As the spring  is coiled, so too are we constituted of needs, psychological in the brain, respiratory in the lungs, nutritional in the stomach, reproductive in the loins. Needs which, even as they are  satisfied,  renew afresh with unmitigating vigour till the very waning of needs in old age is regarded as being symptomatic of the decline of the form we inherit, rather than an indication of the salvation of that form. It is from the repetitive and ordinary rotary motions of need and fulfilment, the motor activity of  consumption, that arise the hum of great and glorious achievements, noble thoughts, superior emotions, refined sentiments, ethereal qualities, outstanding creations, remarkable feats and extraordinary cooperation. Without need-based efforts and striving, would there be a churning out of this butter, a maturing of this wine?

 We fail to value an asset whenever there is over-supply.
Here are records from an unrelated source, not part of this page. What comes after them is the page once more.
//! Embedded SQLite store for gogo.
//!
//! This crate persists templates, blueprints, scoped configuration, hooks,
//! plugins and an audit trail, and provides the maintenance tooling around
//! that store.
//!
//! # Architecture
//!
//! - **`handle`**: the [`Store`], owner of the single connection
//! - **`schema`**: base tables and the migration ledger DDL
//! - **`migration`**: ordered, transactional schema migrations
//! - **`health`**: diagnostics, statistics, `VACUUM` and `ANALYZE`
//! - **`backup`**: raw or gzip backups and safe restores
//! - **`export`**: SQL/JSON/CSV export and SQL/JSON import
//! - **`query`**: typed record access
//! - **`convert`**: SQLite value conversions for the export formats
//!
//! Managers borrow the store for one operation; none of them keeps the
//! connection.
//!
//! # Quick start
//!
//! ```no_run
//! use gogo_store::{HealthChecker, MigrationEngine, Store};
//!
//! let store = Store::open("/home/me/.gogo.db").unwrap();
//!
//! let mut engine = MigrationEngine::new(&store);
//! engine.register_core_schemas();
//! for id in engine.apply_all().unwrap() {
//!     println!("applied {id}");
//! }
//!
//! let report = HealthChecker::new(&store).check();
//! println!("store is {}", report.status);
//! ```

mod backup;
mod convert;
mod error;
mod export;
mod handle;
mod health;
mod migration;
mod query;
mod schema;
mod staged;

pub use backup::{
    BackupInfo, BackupManager, BackupOptions, BackupReport, RestoreOptions, RestoreReport,
    backup_info, is_gzip,
};
pub use error::{Result, StoreError};
pub use export::{ExportManager, ExportOptions, ExportReport, ImportOptions, ImportReport};
pub use handle::Store;
pub use health::{
    CheckResult, CheckStatus, DatabaseStats, HealthChecker, HealthReport, TableStats, VacuumReport,
};
pub use migration::{LedgerEntry, Migration, MigrationEngine, MigrationStatus, core_migrations};
pub use query::RecordQuery;
pub use schema::{BASE_TABLES, LEDGER_TABLE};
For instance an insensitivity may develop in the very rich and self-indulgent who have never known hunger even voluntarily from fasting, the philanderer who has never experienced the pangs of a lover’s longings, the spoilt child smothered by affection who successively becomes more and more self-centred, the quality of a person who has never suffered any deprivation, want or pain. What may such a person be like –  smug, self-centred, self-indulgent, impatient, self-opiniated, snobbish and selfish, possibly, if you believe in reincarnation, a first birth after reincarnating from an inferior, say animal existence, to make the experience of earthly life more tolerable without challenge.

It is ‘want’ then that teaches us understanding, need that inculcates appreciation of  like needs in others, pain that induces humanity, loss that develops care, hunger that refines taste, thirst that allows savouring of water’s true calibre, failure that spurs effort, absence that indeed makes the heart grow fonder, sorrow that arouses sensibilities, a restless quest that engenders great movements in art, challenge that produces evolution, toil that brings discovery and invention.

Insufficiency is motivating, anguish is humanizing, the coil of the spring powerful,  the tensing of a hungry cat’s muscles is a latent force, the heavy compact budding before bursting forth in a flower is blossoming. Then is not the ‘negative’ only another necessary side of the coin, sorrow and pain as necessary as joy?

But we cannot conclude that a painless state only arises from indulgent fulfillment. According to the Gita pain in the mortal world terminates with the termination of desire or greed! That is possible if the need is curbed and desire sublimated. Then follows equilibrium and peace, not the temporary kind resulting  from gratification but the more permanent one arising from restraint, simplicity in life style. discretion in consumption, unattached action, altruism, compassion, forgiveness, charity and consideration etc. In other words in giving rather than in receiving.

Need then is the great motive force, the civilizing energy, the secret impelling mechanism, the hidden spring, the cause of volition, the suction of vacuum, the lower threshold into which heat and electricity flow, the low pressure area attracting storms into its vortex, the problems that demand solution, the helpless infant that induces motherhood, the want that induces charity, the suffering that creates compassion, the striving that produces ability, the colours,aroma and nectar of flowers that attract bees purposefully, the twisted coils which spring into action, the pull of the catapult that activates the missile, the empty universe into which creation fills. The Universal Essence implanted need everywhere to animate, civilize and evolve  his creation.